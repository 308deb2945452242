pub mod auth_service;
pub mod generator;
pub mod material_service;
pub mod quiz_attempt_service;
pub mod quiz_service;

pub use auth_service::AuthService;
pub use generator::{OpenAiQuestionGenerator, QuestionGenerator};
pub use material_service::MaterialService;
pub use quiz_attempt_service::QuizAttemptService;
pub use quiz_service::QuizService;
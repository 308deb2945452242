use async_trait::async_trait;
use futures::TryStreamExt;
use mongodb::{
    bson::{doc, oid::ObjectId},
    options::IndexOptions,
    Collection, IndexModel,
};

use crate::{db::Database, errors::AppResult, models::domain::StudyMaterial};

#[async_trait]
pub trait MaterialRepository: Send + Sync {
    async fn insert(&self, material: StudyMaterial) -> AppResult<ObjectId>;
    async fn find_for_user(&self, id: &ObjectId, user_id: &str)
        -> AppResult<Option<StudyMaterial>>;
    async fn list_for_user(&self, user_id: &str) -> AppResult<Vec<StudyMaterial>>;
    async fn replace_for_user(
        &self,
        id: &ObjectId,
        user_id: &str,
        material: StudyMaterial,
    ) -> AppResult<u64>;
    async fn delete_for_user(&self, id: &ObjectId, user_id: &str) -> AppResult<u64>;
}

pub struct MongoMaterialRepository {
    collection: Collection<StudyMaterial>,
}

impl MongoMaterialRepository {
    pub fn new(db: &Database) -> Self {
        let collection = db.get_collection("study_materials");
        Self { collection }
    }

    pub async fn ensure_indexes(&self) -> AppResult<()> {
        log::info!("Creating indexes for study_materials collection");

        let user_index = IndexModel::builder()
            .keys(doc! { "user_id": 1 })
            .options(IndexOptions::builder().name("user_id".to_string()).build())
            .build();

        self.collection.create_index(user_index).await?;
        Ok(())
    }
}

#[async_trait]
impl MaterialRepository for MongoMaterialRepository {
    async fn insert(&self, material: StudyMaterial) -> AppResult<ObjectId> {
        let result = self.collection.insert_one(&material).await?;
        result.inserted_id.as_object_id().ok_or_else(|| {
            crate::errors::AppError::DatabaseError("Insert did not return an ObjectId".to_string())
        })
    }

    async fn find_for_user(
        &self,
        id: &ObjectId,
        user_id: &str,
    ) -> AppResult<Option<StudyMaterial>> {
        let material = self
            .collection
            .find_one(doc! { "_id": id, "user_id": user_id })
            .await?;
        Ok(material)
    }

    async fn list_for_user(&self, user_id: &str) -> AppResult<Vec<StudyMaterial>> {
        let materials = self
            .collection
            .find(doc! { "user_id": user_id })
            .sort(doc! { "created_at": -1 })
            .await?
            .try_collect()
            .await?;
        Ok(materials)
    }

    async fn replace_for_user(
        &self,
        id: &ObjectId,
        user_id: &str,
        material: StudyMaterial,
    ) -> AppResult<u64> {
        let result = self
            .collection
            .replace_one(doc! { "_id": id, "user_id": user_id }, &material)
            .await?;
        Ok(result.matched_count)
    }

    async fn delete_for_user(&self, id: &ObjectId, user_id: &str) -> AppResult<u64> {
        let result = self
            .collection
            .delete_one(doc! { "_id": id, "user_id": user_id })
            .await?;
        Ok(result.deleted_count)
    }
}
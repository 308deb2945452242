use async_trait::async_trait;
use mongodb::{
    bson::{doc, oid::ObjectId},
    options::IndexOptions,
    Collection, IndexModel,
};

use crate::{db::Database, errors::AppResult, models::domain::User};

#[async_trait]
pub trait UserRepository: Send + Sync {
    async fn insert(&self, user: User) -> AppResult<ObjectId>;
    async fn find_by_id(&self, id: &ObjectId) -> AppResult<Option<User>>;
    async fn find_by_username(&self, username: &str) -> AppResult<Option<User>>;
    async fn find_by_email(&self, email: &str) -> AppResult<Option<User>>;
    async fn update(&self, id: &ObjectId, user: User) -> AppResult<()>;
}

pub struct MongoUserRepository {
    collection: Collection<User>,
}

impl MongoUserRepository {
    pub fn new(db: &Database) -> Self {
        let collection = db.get_collection("users");
        Self { collection }
    }

    pub async fn ensure_indexes(&self) -> AppResult<()> {
        log::info!("Creating indexes for users collection");

        let username_index = IndexModel::builder()
            .keys(doc! { "username": 1 })
            .options(
                IndexOptions::builder()
                    .unique(true)
                    .name("username_unique".to_string())
                    .build(),
            )
            .build();

        let email_index = IndexModel::builder()
            .keys(doc! { "email": 1 })
            .options(
                IndexOptions::builder()
                    .unique(true)
                    .name("email_unique".to_string())
                    .build(),
            )
            .build();

        self.collection.create_index(username_index).await?;
        self.collection.create_index(email_index).await?;
        Ok(())
    }
}

#[async_trait]
impl UserRepository for MongoUserRepository {
    async fn insert(&self, user: User) -> AppResult<ObjectId> {
        let result = self.collection.insert_one(&user).await?;
        result.inserted_id.as_object_id().ok_or_else(|| {
            crate::errors::AppError::DatabaseError("Insert did not return an ObjectId".to_string())
        })
    }

    async fn find_by_id(&self, id: &ObjectId) -> AppResult<Option<User>> {
        let user = self.collection.find_one(doc! { "_id": id }).await?;
        Ok(user)
    }

    async fn find_by_username(&self, username: &str) -> AppResult<Option<User>> {
        let user = self
            .collection
            .find_one(doc! { "username": username })
            .await?;
        Ok(user)
    }

    async fn find_by_email(&self, email: &str) -> AppResult<Option<User>> {
        let user = self.collection.find_one(doc! { "email": email }).await?;
        Ok(user)
    }

    async fn update(&self, id: &ObjectId, user: User) -> AppResult<()> {
        let result = self
            .collection
            .replace_one(doc! { "_id": id }, &user)
            .await?;

        if result.matched_count == 0 {
            return Err(crate::errors::AppError::NotFound(
                "User not found".to_string(),
            ));
        }

        Ok(())
    }
}
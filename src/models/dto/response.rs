use chrono::{DateTime, Utc};
use mongodb::bson::oid::ObjectId;
use serde::Serialize;
use std::collections::HashMap;

use crate::models::domain::{
    question::{AnswerValue, Question},
    quiz_attempt::QuestionResult,
    Quiz, QuizAttempt, StudyMaterial, User,
};

fn oid_hex(id: Option<ObjectId>) -> String {
    id.map(|oid| oid.to_hex()).unwrap_or_default()
}

fn rfc3339(dt: Option<DateTime<Utc>>) -> String {
    dt.map(|dt| dt.to_rfc3339()).unwrap_or_default()
}

#[derive(Debug, Clone, Serialize)]
pub struct UserDto {
    pub id: String,
    pub username: String,
    pub email: String,
    pub created_at: String,
}

impl From<User> for UserDto {
    fn from(user: User) -> Self {
        UserDto {
            id: oid_hex(user.id),
            username: user.username,
            email: user.email,
            created_at: rfc3339(user.created_at),
        }
    }
}

#[derive(Debug, Serialize)]
pub struct AuthResponse {
    pub access_token: String,
    pub user: UserDto,
}

#[derive(Debug, Serialize)]
pub struct RegisterResponse {
    pub message: String,
    pub user_id: String,
}

#[derive(Debug, Serialize)]
pub struct MessageResponse {
    pub message: String,
}

#[derive(Debug, Serialize)]
pub struct MaterialSummaryDto {
    pub id: String,
    pub title: String,
    pub created_at: String,
    pub updated_at: String,
}

impl From<StudyMaterial> for MaterialSummaryDto {
    fn from(material: StudyMaterial) -> Self {
        MaterialSummaryDto {
            id: oid_hex(material.id),
            title: material.title,
            created_at: rfc3339(material.created_at),
            updated_at: rfc3339(material.updated_at),
        }
    }
}

#[derive(Debug, Serialize)]
pub struct MaterialDetailDto {
    pub id: String,
    pub title: String,
    pub content: String,
    pub created_at: String,
    pub updated_at: String,
}

impl From<StudyMaterial> for MaterialDetailDto {
    fn from(material: StudyMaterial) -> Self {
        MaterialDetailDto {
            id: oid_hex(material.id),
            title: material.title,
            content: material.content,
            created_at: rfc3339(material.created_at),
            updated_at: rfc3339(material.updated_at),
        }
    }
}

#[derive(Debug, Serialize)]
pub struct CreateMaterialResponse {
    pub message: String,
    pub material_id: String,
}

#[derive(Debug, Serialize)]
pub struct QuizSummaryDto {
    pub id: String,
    pub title: String,
    pub description: String,
    pub num_questions: usize,
    pub created_at: String,
    pub material_id: String,
}

impl From<Quiz> for QuizSummaryDto {
    fn from(quiz: Quiz) -> Self {
        QuizSummaryDto {
            id: oid_hex(quiz.id),
            title: quiz.title,
            description: quiz.description,
            num_questions: quiz.questions.len(),
            created_at: rfc3339(quiz.created_at),
            material_id: quiz.material_id,
        }
    }
}

/// Full quiz as returned by GET /{quiz_id}: the stored document with the
/// id rendered as a hex string and dates as ISO-8601 strings.
#[derive(Debug, Serialize)]
pub struct QuizDetailDto {
    pub id: String,
    pub title: String,
    pub description: String,
    pub questions: Vec<Question>,
    pub user_id: String,
    pub material_id: String,
    pub created_at: String,
    pub updated_at: String,
}

impl From<Quiz> for QuizDetailDto {
    fn from(quiz: Quiz) -> Self {
        QuizDetailDto {
            id: oid_hex(quiz.id),
            title: quiz.title,
            description: quiz.description,
            questions: quiz.questions,
            user_id: quiz.user_id,
            material_id: quiz.material_id,
            created_at: rfc3339(quiz.created_at),
            updated_at: rfc3339(quiz.updated_at),
        }
    }
}

#[derive(Debug, Serialize)]
pub struct GenerateQuizResponse {
    pub message: String,
    pub quiz_id: String,
    pub title: String,
    pub num_questions: usize,
}

#[derive(Debug, Serialize)]
pub struct AttemptResponse {
    pub message: String,
    pub attempt_id: String,
    pub score: i32,
    pub total_questions: i32,
    pub percentage: f64,
    pub results: Vec<QuestionResult>,
}

/// Attempt as listed by GET /attempts: the stored record minus the
/// per-question results, to keep the list response compact.
#[derive(Debug, Serialize)]
pub struct AttemptSummaryDto {
    pub id: String,
    pub quiz_id: String,
    pub user_id: String,
    pub answers: HashMap<String, AnswerValue>,
    pub score: i32,
    pub total_questions: i32,
    pub percentage: f64,
    pub created_at: String,
}

impl From<QuizAttempt> for AttemptSummaryDto {
    fn from(attempt: QuizAttempt) -> Self {
        AttemptSummaryDto {
            id: oid_hex(attempt.id),
            quiz_id: attempt.quiz_id,
            user_id: attempt.user_id,
            answers: attempt.answers,
            score: attempt.score,
            total_questions: attempt.total_questions,
            percentage: attempt.percentage,
            created_at: rfc3339(attempt.created_at),
        }
    }
}

/// Attempt as listed by GET /attempts/{quiz_id}: the full stored record.
#[derive(Debug, Serialize)]
pub struct AttemptDetailDto {
    pub id: String,
    pub quiz_id: String,
    pub user_id: String,
    pub answers: HashMap<String, AnswerValue>,
    pub score: i32,
    pub total_questions: i32,
    pub percentage: f64,
    pub results: Vec<QuestionResult>,
    pub created_at: String,
}

impl From<QuizAttempt> for AttemptDetailDto {
    fn from(attempt: QuizAttempt) -> Self {
        AttemptDetailDto {
            id: oid_hex(attempt.id),
            quiz_id: attempt.quiz_id,
            user_id: attempt.user_id,
            answers: attempt.answers,
            score: attempt.score,
            total_questions: attempt.total_questions,
            percentage: attempt.percentage,
            results: attempt.results,
            created_at: rfc3339(attempt.created_at),
        }
    }
}

/// Dashboard row: an attempt stripped of `results` and `answers`, joined
/// with its quiz's title and description.
#[derive(Debug, Clone, Serialize)]
pub struct DashboardAttemptDto {
    pub id: String,
    pub quiz_id: String,
    pub user_id: String,
    pub score: i32,
    pub total_questions: i32,
    pub percentage: f64,
    pub created_at: String,
    pub quiz_title: String,
    pub quiz_description: String,
}

#[derive(Debug, Clone, Serialize)]
pub struct DashboardStats {
    pub total_attempts: usize,
    pub average_score: f64,
}

#[derive(Debug, Serialize)]
pub struct DashboardResponse {
    pub attempts: Vec<DashboardAttemptDto>,
    pub stats: DashboardStats,
}
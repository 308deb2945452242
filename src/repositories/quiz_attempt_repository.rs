use async_trait::async_trait;
use futures::TryStreamExt;
use mongodb::{
    bson::{doc, oid::ObjectId},
    options::IndexOptions,
    Collection, IndexModel,
};

use crate::{db::Database, errors::AppResult, models::domain::quiz_attempt::QuizAttempt};

#[async_trait]
pub trait QuizAttemptRepository: Send + Sync {
    async fn insert(&self, attempt: QuizAttempt) -> AppResult<ObjectId>;
    async fn list_for_user(&self, user_id: &str) -> AppResult<Vec<QuizAttempt>>;
    /// All attempts for a user, most recent first.
    async fn list_recent_for_user(&self, user_id: &str) -> AppResult<Vec<QuizAttempt>>;
    /// Attempts against one quiz, most recent first.
    async fn list_for_quiz(&self, user_id: &str, quiz_id: &str) -> AppResult<Vec<QuizAttempt>>;
}

pub struct MongoQuizAttemptRepository {
    collection: Collection<QuizAttempt>,
}

impl MongoQuizAttemptRepository {
    pub fn new(db: &Database) -> Self {
        let collection = db.get_collection("quiz_attempts");
        Self { collection }
    }

    pub async fn ensure_indexes(&self) -> AppResult<()> {
        log::info!("Creating indexes for quiz_attempts collection");

        let user_quiz_index = IndexModel::builder()
            .keys(doc! { "user_id": 1, "quiz_id": 1 })
            .options(
                IndexOptions::builder()
                    .name("user_quiz".to_string())
                    .build(),
            )
            .build();

        let user_id_index = IndexModel::builder()
            .keys(doc! { "user_id": 1 })
            .options(IndexOptions::builder().name("user_id".to_string()).build())
            .build();

        self.collection.create_index(user_quiz_index).await?;
        self.collection.create_index(user_id_index).await?;
        Ok(())
    }
}

#[async_trait]
impl QuizAttemptRepository for MongoQuizAttemptRepository {
    async fn insert(&self, attempt: QuizAttempt) -> AppResult<ObjectId> {
        let result = self.collection.insert_one(&attempt).await?;
        result.inserted_id.as_object_id().ok_or_else(|| {
            crate::errors::AppError::DatabaseError("Insert did not return an ObjectId".to_string())
        })
    }

    async fn list_for_user(&self, user_id: &str) -> AppResult<Vec<QuizAttempt>> {
        let attempts = self
            .collection
            .find(doc! { "user_id": user_id })
            .await?
            .try_collect()
            .await?;
        Ok(attempts)
    }

    async fn list_recent_for_user(&self, user_id: &str) -> AppResult<Vec<QuizAttempt>> {
        let attempts = self
            .collection
            .find(doc! { "user_id": user_id })
            .sort(doc! { "created_at": -1 })
            .await?
            .try_collect()
            .await?;
        Ok(attempts)
    }

    async fn list_for_quiz(&self, user_id: &str, quiz_id: &str) -> AppResult<Vec<QuizAttempt>> {
        let attempts = self
            .collection
            .find(doc! { "user_id": user_id, "quiz_id": quiz_id })
            .sort(doc! { "created_at": -1 })
            .await?
            .try_collect()
            .await?;
        Ok(attempts)
    }
}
______
[WHAT IS NEEDED]: Return every line in the listing that contains the word "AttemptDetailDto".

[REPLY TO THE EXERCISE]:
pub struct AttemptDetailDto {
impl From<QuizAttempt> for AttemptDetailDto {
        AttemptDetailDto {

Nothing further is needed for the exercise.